**Action item:**
The lines from the top of the data down to the line with "migration::validate_import(&body.virtual_services)?;" should be repeated exactly, both ends included.

****************************************

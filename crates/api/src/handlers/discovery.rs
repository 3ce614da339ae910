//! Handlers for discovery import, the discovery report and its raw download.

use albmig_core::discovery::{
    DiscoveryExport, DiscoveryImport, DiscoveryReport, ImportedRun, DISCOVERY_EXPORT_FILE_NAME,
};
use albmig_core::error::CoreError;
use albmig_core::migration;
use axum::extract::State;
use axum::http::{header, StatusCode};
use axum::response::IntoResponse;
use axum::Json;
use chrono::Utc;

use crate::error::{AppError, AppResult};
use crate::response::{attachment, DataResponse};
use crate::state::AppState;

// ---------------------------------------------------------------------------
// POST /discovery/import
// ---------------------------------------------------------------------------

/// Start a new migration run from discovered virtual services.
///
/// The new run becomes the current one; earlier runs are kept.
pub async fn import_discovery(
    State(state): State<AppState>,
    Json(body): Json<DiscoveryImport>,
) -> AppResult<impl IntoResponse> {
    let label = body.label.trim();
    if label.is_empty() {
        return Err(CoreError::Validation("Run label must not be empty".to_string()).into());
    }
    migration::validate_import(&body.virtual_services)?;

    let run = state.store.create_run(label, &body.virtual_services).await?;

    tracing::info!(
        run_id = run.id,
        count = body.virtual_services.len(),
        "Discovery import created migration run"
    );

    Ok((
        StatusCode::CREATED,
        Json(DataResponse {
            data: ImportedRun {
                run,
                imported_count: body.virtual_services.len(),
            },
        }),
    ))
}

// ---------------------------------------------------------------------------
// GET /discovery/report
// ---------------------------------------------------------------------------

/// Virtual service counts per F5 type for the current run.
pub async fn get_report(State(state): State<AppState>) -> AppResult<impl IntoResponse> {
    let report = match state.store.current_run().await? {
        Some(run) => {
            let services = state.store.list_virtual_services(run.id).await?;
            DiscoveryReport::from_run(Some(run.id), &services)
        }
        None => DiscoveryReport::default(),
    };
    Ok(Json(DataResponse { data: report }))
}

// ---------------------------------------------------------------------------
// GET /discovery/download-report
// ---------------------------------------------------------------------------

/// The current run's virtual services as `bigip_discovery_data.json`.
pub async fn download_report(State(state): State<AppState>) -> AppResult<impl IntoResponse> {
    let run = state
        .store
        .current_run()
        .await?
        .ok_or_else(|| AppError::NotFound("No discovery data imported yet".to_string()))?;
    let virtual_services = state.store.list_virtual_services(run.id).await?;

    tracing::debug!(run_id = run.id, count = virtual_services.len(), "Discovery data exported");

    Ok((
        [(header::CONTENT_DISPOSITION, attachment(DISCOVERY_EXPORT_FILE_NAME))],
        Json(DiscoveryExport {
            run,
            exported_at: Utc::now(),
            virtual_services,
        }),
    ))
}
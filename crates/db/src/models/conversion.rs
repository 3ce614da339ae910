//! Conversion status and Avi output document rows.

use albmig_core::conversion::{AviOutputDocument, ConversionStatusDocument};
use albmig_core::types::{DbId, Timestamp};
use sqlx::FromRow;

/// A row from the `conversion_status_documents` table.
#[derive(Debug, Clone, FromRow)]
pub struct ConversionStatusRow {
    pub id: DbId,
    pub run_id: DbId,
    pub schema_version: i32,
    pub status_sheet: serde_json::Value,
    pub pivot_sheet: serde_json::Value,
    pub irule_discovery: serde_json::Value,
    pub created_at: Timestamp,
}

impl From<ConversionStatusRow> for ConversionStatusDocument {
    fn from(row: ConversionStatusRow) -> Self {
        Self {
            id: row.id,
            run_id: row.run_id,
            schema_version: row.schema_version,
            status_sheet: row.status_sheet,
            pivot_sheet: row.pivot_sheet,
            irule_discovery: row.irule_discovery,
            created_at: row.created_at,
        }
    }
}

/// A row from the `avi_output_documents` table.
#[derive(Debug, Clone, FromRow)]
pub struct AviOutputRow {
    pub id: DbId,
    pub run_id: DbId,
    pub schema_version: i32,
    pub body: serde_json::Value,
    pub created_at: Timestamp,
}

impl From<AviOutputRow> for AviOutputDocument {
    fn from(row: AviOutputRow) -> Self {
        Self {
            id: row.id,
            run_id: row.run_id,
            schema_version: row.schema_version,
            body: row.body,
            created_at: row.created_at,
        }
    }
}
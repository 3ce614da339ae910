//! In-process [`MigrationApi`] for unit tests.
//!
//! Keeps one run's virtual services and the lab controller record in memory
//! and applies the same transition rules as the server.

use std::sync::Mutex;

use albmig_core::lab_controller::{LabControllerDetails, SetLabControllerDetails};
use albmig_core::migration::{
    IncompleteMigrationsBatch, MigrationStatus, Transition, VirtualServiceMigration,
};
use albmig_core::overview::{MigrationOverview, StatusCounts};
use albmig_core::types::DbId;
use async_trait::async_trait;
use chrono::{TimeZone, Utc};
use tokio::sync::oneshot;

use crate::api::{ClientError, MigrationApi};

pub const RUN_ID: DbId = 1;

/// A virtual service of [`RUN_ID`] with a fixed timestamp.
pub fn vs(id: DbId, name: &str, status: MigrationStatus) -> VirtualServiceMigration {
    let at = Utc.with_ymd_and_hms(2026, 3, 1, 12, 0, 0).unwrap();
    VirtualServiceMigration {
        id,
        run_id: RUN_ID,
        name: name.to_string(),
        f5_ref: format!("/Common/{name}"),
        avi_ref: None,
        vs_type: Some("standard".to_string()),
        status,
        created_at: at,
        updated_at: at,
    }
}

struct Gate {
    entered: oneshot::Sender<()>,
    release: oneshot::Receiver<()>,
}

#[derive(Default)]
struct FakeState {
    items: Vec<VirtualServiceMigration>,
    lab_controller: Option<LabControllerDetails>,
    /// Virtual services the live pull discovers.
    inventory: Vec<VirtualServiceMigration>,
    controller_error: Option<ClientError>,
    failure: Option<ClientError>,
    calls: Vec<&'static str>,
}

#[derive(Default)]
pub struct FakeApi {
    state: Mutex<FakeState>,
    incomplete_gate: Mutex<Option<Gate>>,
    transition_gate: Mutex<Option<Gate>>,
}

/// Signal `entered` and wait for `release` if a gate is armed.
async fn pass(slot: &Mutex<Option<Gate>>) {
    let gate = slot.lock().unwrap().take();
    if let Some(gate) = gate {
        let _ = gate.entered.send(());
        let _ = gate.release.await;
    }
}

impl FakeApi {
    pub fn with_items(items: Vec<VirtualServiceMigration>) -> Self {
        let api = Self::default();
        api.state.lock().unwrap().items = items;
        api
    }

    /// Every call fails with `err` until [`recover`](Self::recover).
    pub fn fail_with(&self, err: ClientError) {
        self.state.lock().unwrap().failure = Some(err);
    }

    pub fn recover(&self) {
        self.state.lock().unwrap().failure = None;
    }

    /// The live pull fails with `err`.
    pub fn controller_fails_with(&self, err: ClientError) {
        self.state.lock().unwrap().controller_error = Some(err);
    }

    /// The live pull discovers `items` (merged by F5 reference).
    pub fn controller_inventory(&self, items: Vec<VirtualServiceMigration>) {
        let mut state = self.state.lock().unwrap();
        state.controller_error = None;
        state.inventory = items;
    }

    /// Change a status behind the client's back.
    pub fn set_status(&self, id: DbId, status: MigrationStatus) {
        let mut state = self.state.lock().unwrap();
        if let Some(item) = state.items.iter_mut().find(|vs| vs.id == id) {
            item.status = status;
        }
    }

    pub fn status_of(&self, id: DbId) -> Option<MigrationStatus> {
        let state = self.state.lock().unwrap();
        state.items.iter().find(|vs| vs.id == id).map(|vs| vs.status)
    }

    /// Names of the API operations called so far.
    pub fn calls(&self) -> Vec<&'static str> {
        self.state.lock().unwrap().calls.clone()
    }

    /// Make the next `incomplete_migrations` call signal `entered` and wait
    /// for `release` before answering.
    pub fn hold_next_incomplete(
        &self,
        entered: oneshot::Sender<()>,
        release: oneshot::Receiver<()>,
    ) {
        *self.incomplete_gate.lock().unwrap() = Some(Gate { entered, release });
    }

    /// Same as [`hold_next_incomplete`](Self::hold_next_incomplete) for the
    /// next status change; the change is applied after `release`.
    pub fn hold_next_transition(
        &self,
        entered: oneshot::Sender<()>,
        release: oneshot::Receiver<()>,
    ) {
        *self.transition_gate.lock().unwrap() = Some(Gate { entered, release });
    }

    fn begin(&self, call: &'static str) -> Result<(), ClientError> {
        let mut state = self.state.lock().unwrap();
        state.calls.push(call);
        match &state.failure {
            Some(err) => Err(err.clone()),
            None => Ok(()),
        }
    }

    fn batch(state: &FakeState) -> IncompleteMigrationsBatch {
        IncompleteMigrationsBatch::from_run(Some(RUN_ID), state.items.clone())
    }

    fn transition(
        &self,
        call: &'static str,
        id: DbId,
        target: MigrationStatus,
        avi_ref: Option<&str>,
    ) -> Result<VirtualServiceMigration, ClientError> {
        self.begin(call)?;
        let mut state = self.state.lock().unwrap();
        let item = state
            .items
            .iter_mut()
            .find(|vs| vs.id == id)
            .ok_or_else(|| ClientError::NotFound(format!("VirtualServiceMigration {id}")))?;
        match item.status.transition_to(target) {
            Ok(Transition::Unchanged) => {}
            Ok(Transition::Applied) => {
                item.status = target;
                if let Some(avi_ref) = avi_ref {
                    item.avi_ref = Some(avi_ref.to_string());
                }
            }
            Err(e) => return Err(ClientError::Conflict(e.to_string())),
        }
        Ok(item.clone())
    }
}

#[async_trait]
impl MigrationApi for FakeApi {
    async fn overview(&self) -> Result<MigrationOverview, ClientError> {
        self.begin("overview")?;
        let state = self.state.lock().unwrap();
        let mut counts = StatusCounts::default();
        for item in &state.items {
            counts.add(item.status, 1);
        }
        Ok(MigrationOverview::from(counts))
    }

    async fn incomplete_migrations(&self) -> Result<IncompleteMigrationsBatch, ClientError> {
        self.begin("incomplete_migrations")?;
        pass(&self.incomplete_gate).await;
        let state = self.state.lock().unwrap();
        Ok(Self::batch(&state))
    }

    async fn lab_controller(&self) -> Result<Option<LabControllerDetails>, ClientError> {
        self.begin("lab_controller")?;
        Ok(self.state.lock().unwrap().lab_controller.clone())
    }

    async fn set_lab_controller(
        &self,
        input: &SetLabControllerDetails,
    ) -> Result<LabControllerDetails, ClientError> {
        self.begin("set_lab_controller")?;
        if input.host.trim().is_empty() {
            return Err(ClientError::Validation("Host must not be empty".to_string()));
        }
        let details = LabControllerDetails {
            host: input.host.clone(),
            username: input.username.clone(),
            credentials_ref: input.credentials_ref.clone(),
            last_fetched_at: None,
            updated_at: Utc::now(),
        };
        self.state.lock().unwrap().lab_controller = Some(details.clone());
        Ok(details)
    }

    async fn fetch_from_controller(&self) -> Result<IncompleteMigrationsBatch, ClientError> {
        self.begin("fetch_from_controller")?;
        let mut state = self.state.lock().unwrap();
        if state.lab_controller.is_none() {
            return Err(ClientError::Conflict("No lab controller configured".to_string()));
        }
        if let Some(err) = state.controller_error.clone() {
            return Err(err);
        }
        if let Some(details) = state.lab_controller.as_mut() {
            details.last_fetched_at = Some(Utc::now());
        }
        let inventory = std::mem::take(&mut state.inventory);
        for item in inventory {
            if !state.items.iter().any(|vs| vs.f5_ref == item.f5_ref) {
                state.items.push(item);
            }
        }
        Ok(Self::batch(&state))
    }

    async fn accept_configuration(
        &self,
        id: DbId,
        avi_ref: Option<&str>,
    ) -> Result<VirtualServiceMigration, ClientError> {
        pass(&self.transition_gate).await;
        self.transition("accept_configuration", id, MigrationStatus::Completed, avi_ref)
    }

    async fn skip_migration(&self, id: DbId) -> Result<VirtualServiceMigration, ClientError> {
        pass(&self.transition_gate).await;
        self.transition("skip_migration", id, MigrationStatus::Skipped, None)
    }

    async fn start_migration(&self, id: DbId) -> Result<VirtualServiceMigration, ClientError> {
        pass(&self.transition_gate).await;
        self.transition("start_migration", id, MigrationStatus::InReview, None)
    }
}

****************************************

**Written reply:**
filename crates/api/src/handlers/discovery.rs
repository 3ce614da339ae910
//! Handlers for discovery import, the discovery report and its raw download.

use albmig_core::discovery::{
    DiscoveryExport, DiscoveryImport, DiscoveryReport, ImportedRun, DISCOVERY_EXPORT_FILE_NAME,
};
use albmig_core::error::CoreError;
use albmig_core::migration;
use axum::extract::State;
use axum::http::{header, StatusCode};
use axum::response::IntoResponse;
use axum::Json;
use chrono::Utc;

use crate::error::{AppError, AppResult};
use crate::response::{attachment, DataResponse};
use crate::state::AppState;

// ---------------------------------------------------------------------------
// POST /discovery/import
// ---------------------------------------------------------------------------

/// Start a new migration run from discovered virtual services.
///
/// The new run becomes the current one; earlier runs are kept.
pub async fn import_discovery(
    State(state): State<AppState>,
    Json(body): Json<DiscoveryImport>,
) -> AppResult<impl IntoResponse> {
    let label = body.label.trim();
    if label.is_empty() {
        return Err(CoreError::Validation("Run label must not be empty".to_string()).into());
    }
    migration::validate_import(&body.virtual_services)?;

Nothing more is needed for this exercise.